Simulate network latency in a YugabyteDB cluster, on a Docker lab

Franck Pachot - Mar 12 '23 - - Dev Community

I like to reproduce a YugabyteDB deployment on a simple lab in my laptop because it is easier, and cheaper, to reproduce and analyze. However, when it comes to simulating a multi-region cluster, I need to introduce some relevant latencies in network calls. Here I'm showing how to do this with tc (Traffic Control in the Linux kernel) from the iproute-tc package in RedHat (or iproute2 in Debian).

Here is an example I used when I was looking at a specific deployment with all leaders in one site (DC1) and all followers in another (DC2). Please note that I publish it to show the method, but this is not a recommended deployment. Whatever the technology, synchronous replication between two data centers compromises the high availability because the network between them is a single point of failure. Combining HA (High Availability) and no-data-loss DR (Disaster Recovery) requires at least 3 Data Centers.

Starting a 3 nodes cluster

I start 3 containers, the minimum for a replication factor RF=3 YugabyteDB cluster, in two regions: DC1 and DC2. I install iproute-tc on each of them and run the container with --cap-add NET_ADMIN to get the necessary privileges to interact with the network stack:



docker network create yb
docker rm -f yb{0..2}
zone="dc1" # first node will be in DC1
for i in {0..2}
do
docker run --cap-add NET_ADMIN -d --name yb$i --hostname yb$i --net=yb -p543$i:5433 -p700$i:7000 yugabytedb/yugabyte:latest bash -c '
yugabyted start --listen $(hostname -i) --cloud_location lab.'$zone'.yb'$i' $(echo "--join yb0" | grep -v " $(hostname)$") --daemon=false 
'
docker exec -it yb$i dnf -y install iproute-tc
zone="dc2" # next nodes will be in DC2
until docker exec -it yb$i postgres/bin/pg_isready -h yb$i ; do sleep 1 ; done
done

# set the data placement because `yugabyted` sets it to cloud1.datacenter1.rack1 and without a valid configuration the committed transactions will be lost (https://github.com/yugabyte/yugabyte-db/issues/16402)
docker exec -it yb0 yugabyted configure data_placement --constraint_value=lab.dc1.yb0,lab.dc2.yb1,lab.dc2.yb2



Enter fullscreen mode Exit fullscreen mode

This is a RF=3 cluster over 3 zones that is resilient to one zone failure. In addition to that, to reduce the latency of cross-table transactions, I'll place all tablet leaders in one zone (Lab.DC1.yb0) where the application will connect to. I'll do that later with tablespaces. However, even if tablespaces will control the placement of tables and indexes, you still need a valid configuration at cluster level, so don't forget the configure data_placement above or you will encounter Issue #16402.

Here is my setup:

Docker network IP address Container Hostname Cloud.Region.Zone placement placement preference
172.24.0.2 yb0 Lab.DC1.yb0 leader
172.24.0.3 yb1 Lab.DC2.yb1 follower
172.24.0.4 yb2 Lab.DC2.yb2 follower

Note that the screenshots have case sensitive names for Cloud/Region/Zone but I've actually used lowercase because of Issue #16401.

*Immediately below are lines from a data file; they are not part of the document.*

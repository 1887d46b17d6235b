pub use crate::config::{AssistantConfig, EndpointConfig};
pub use crate::conversation::{Role, Turn};
pub use crate::flow::FlowState;
pub use crate::result::ExecutionResult;
pub use crate::session::{AssistantSession, SessionReply};

pub mod handlers;
pub mod server;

I can check the configuration from the port 7000 webconsole, the yb-master leader is in yb0:
Image description

In 🔧Utilities > 🕛TServer Clocks I can check the latency from the yb-master leader in yb0 to each yb-tserver:
Image description

With Docker running on a single server, the latency is less than 1 millisecond.

Default tablespace with Leader preference

When testing in a lab, I want to set the exact configuration I want to investigate without leaving room to unpredictable configuration. Here I want to have all tablet leaders in DC1 and the two followers in DC2.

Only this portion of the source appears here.